··· Record extracts ···
//! # Repository Providers
//!
//! The revision resolver and the tree synthesizer never talk to the network
//! or to `git` directly. They go through two traits:
//!
//! - **`RevisionProvider`**: repository metadata. Lists tags, reports the
//!   default branch, and answers whether a branch, tag, or commit exists
//!   (returning its immutable id).
//! - **`WorkingCopyProvider`**: materializes a repository at an immutable
//!   revision on the local filesystem so schemas can be read from it.
//!
//! `GitRevisionProvider` and `GitWorkingCopy` are the production
//! implementations built on the system `git`. `MemoryRevisionProvider` and
//! `DirectoryWorkingCopy` are in-memory and on-disk stand-ins for embedding
//! and tests.

use std::collections::{HashMap, HashSet};
use std::path::{Path, PathBuf};
use std::sync::Mutex;

use log::{debug, info};

use crate::cache::ListingCache;
use crate::error::{Error, Result};
use crate::git::{self, RemoteRefs};

/// Repository metadata queries used for revision resolution.
pub trait RevisionProvider: Send + Sync {
    /// Every tag name of the repository.
    fn list_tags(&self, org_repo: &str) -> Result<Vec<String>>;

    /// The branch `HEAD` points at.
    fn default_branch(&self, org_repo: &str) -> Result<String>;

    /// Commit id at the head of `branch`, if the branch exists.
    fn branch_head(&self, org_repo: &str, branch: &str) -> Result<Option<String>>;

    /// Commit id `tag` points at, if the tag exists.
    fn tag_target(&self, org_repo: &str, tag: &str) -> Result<Option<String>>;

    /// Full commit id for `id`, if it names a commit.
    fn commit(&self, org_repo: &str, id: &str) -> Result<Option<String>>;
}

/// Materializes repositories on disk.
pub trait WorkingCopyProvider: Send + Sync {
    /// Returns a directory holding `org_repo` checked out at `revision`.
    fn checkout(&self, org_repo: &str, revision: &str) -> Result<PathBuf>;
}

/// `RevisionProvider` backed by `git ls-remote`.
///
/// Each repository is listed once per provider instance.
pub struct GitRevisionProvider {
    base_url: String,
    token: Option<String>,
    listings: ListingCache,
}

impl GitRevisionProvider {
    pub fn new(base_url: impl Into<String>, token: Option<String>) -> Self {
        Self {
            base_url: base_url.into(),
            token,
            listings: ListingCache::new(),
        }
    }

    fn refs(&self, org_repo: &str) -> Result<RemoteRefs> {
        self.listings.get_or_fetch(org_repo, || {
            let url = git::repository_url(&self.base_url, org_repo, self.token.as_deref())?;
            info!("Listing refs of {}", git::redact(&url));
            git::ls_remote(&url)
        })
    }
}

impl RevisionProvider for GitRevisionProvider {
    fn list_tags(&self, org_repo: &str) -> Result<Vec<String>> {
        Ok(self.refs(org_repo)?.tag_names())
    }

    fn default_branch(&self, org_repo: &str) -> Result<String> {
        self.refs(org_repo)?
            .default_branch
            .ok_or_else(|| Error::RevisionResolutionFailed {
                org_repo: org_repo.to_string(),
                reference: "HEAD".to_string(),
                message: "the remote does not advertise a default branch".to_string(),
            })
    }

    fn branch_head(&self, org_repo: &str, branch: &str) -> Result<Option<String>> {
        Ok(self.refs(org_repo)?.heads.get(branch).cloned())
    }

    fn tag_target(&self, org_repo: &str, tag: &str) -> Result<Option<String>> {
        Ok(self.refs(org_repo)?.tags.get(tag).cloned())
    }

    fn commit(&self, org_repo: &str, id: &str) -> Result<Option<String>> {
        if git::is_full_commit_id(id) {
            return Ok(Some(id.to_ascii_lowercase()));
        }
        if git::is_commit_prefix(id) {
            return Ok(self.refs(org_repo)?.commit_with_prefix(id));
        }
        Ok(None)
    }
}

/// `WorkingCopyProvider` that fetches into an on-disk cache.
///
/// Revisions are immutable, so an existing cache directory is reused as is.
pub struct GitWorkingCopy {
    cache_root: PathBuf,
    base_url: String,
    token: Option<String>,
}

impl GitWorkingCopy {
    pub fn new(cache_root: PathBuf, base_url: impl Into<String>, token: Option<String>) -> Self {
        Self {
            cache_root,
            base_url: base_url.into(),
            token,
        }
    }

    pub fn cache_root(&self) -> &Path {
        &self.cache_root
    }
}

impl WorkingCopyProvider for GitWorkingCopy {
    fn checkout(&self, org_repo: &str, revision: &str) -> Result<PathBuf> {
        let target = git::checkout_cache_path(&self.cache_root, org_repo, revision);
        if target.join(".git").is_dir() {
            debug!("Reusing checkout {}", target.display());
            return Ok(target);
        }

        let url = git::repository_url(&self.base_url, org_repo, self.token.as_deref())?;
        info!("Fetching {}@{}", git::redact(&url), revision);
        git::checkout_revision(&url, revision, &target)?;
        Ok(target)
    }
}

/// In-memory `RevisionProvider`.
#[derive(Default)]
pub struct MemoryRevisionProvider {
    repos: HashMap<String, RemoteRefs>,
    commits: HashMap<String, HashSet<String>>,
    tag_listings: Mutex<usize>,
}

impl MemoryRevisionProvider {
    pub fn new() -> Self {
        Self::default()
    }

    fn repo_mut(&mut self, org_repo: &str) -> &mut RemoteRefs {
        self.repos.entry(org_repo.to_string()).or_default()
    }

    pub fn with_tag(mut self, org_repo: &str, tag: &str, id: &str) -> Self {
        self.repo_mut(org_repo)
            .tags
            .insert(tag.to_string(), id.to_string());
        self
    }

    pub fn with_branch(mut self, org_repo: &str, branch: &str, id: &str) -> Self {
        self.repo_mut(org_repo)
            .heads
            .insert(branch.to_string(), id.to_string());
        self
    }

    pub fn with_default_branch(mut self, org_repo: &str, branch: &str, id: &str) -> Self {
        let refs = self.repo_mut(org_repo);
        refs.heads.insert(branch.to_string(), id.to_string());
        refs.default_branch = Some(branch.to_string());
        self
    }

    pub fn with_commit(mut self, org_repo: &str, id: &str) -> Self {
        self.repo_mut(org_repo);
        self.commits
            .entry(org_repo.to_string())
            .or_default()
            .insert(id.to_string());
        self
    }

    /// How many times tags were listed, across all repositories.
    pub fn tag_listings(&self) -> usize {
        self.tag_listings.lock().map(|n| *n).unwrap_or(0)
    }

    fn refs(&self, org_repo: &str) -> Result<&RemoteRefs> {
        self.repos.get(org_repo).ok_or_else(|| Error::GitCommand {
            command: "ls-remote".to_string(),
            url: org_repo.to_string(),
            stderr: "repository not found".to_string(),
        })
    }
}

impl RevisionProvider for MemoryRevisionProvider {
    fn list_tags(&self, org_repo: &str) -> Result<Vec<String>> {
        if let Ok(mut n) = self.tag_listings.lock() {
            *n += 1;
        }
        Ok(self.refs(org_repo)?.tag_names())
    }

    fn default_branch(&self, org_repo: &str) -> Result<String> {
        self.refs(org_repo)?
            .default_branch
            .clone()
            .ok_or_else(|| Error::RevisionResolutionFailed {
                org_repo: org_repo.to_string(),
                reference: "HEAD".to_string(),
                message: "no default branch".to_string(),
            })
    }

    fn branch_head(&self, org_repo: &str, branch: &str) -> Result<Option<String>> {
        Ok(self.refs(org_repo)?.heads.get(branch).cloned())
    }

    fn tag_target(&self, org_repo: &str, tag: &str) -> Result<Option<String>> {
        Ok(self.refs(org_repo)?.tags.get(tag).cloned())
    }

    fn commit(&self, org_repo: &str, id: &str) -> Result<Option<String>> {
        self.refs(org_repo)?;
        Ok(self
            .commits
            .get(org_repo)
            .and_then(|ids| ids.iter().find(|c| c.starts_with(id)))
            .cloned())
    }
}

/// `WorkingCopyProvider` that serves pre-populated directories.
///
/// The revision is recorded but otherwise ignored.
#[derive(Default)]
pub struct DirectoryWorkingCopy {
    roots: HashMap<String, PathBuf>,
    checkouts: Mutex<Vec<(String, String)>>,
}

impl DirectoryWorkingCopy {
    pub fn new() -> Self {
        Self::default()
    }

    pub fn with_repo(mut self, org_repo: &str, root: impl Into<PathBuf>) -> Self {
        self.roots.insert(org_repo.to_string(), root.into());
        self
    }

    /// Every `(org_repo, revision)` requested so far.
    pub fn checkouts(&self) -> Vec<(String, String)> {
        self.checkouts.lock().map(|c| c.clone()).unwrap_or_default()
    }
}

impl WorkingCopyProvider for DirectoryWorkingCopy {
    fn checkout(&self, org_repo: &str, revision: &str) -> Result<PathBuf> {
        if let Ok(mut calls) = self.checkouts.lock() {
            calls.push((org_repo.to_string(), revision.to_string()));
        }
        self.roots
            .get(org_repo)
            .cloned()
            .ok_or_else(|| Error::GitCommand {
                command: "fetch".to_string(),
                url: org_repo.to_string(),
                stderr: "repository not found".to_string(),
            })
    }
}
···
# [What is needed]
Count the lines of the material above that contain the string "insert". Write nothing but the count.

# [Response area]
5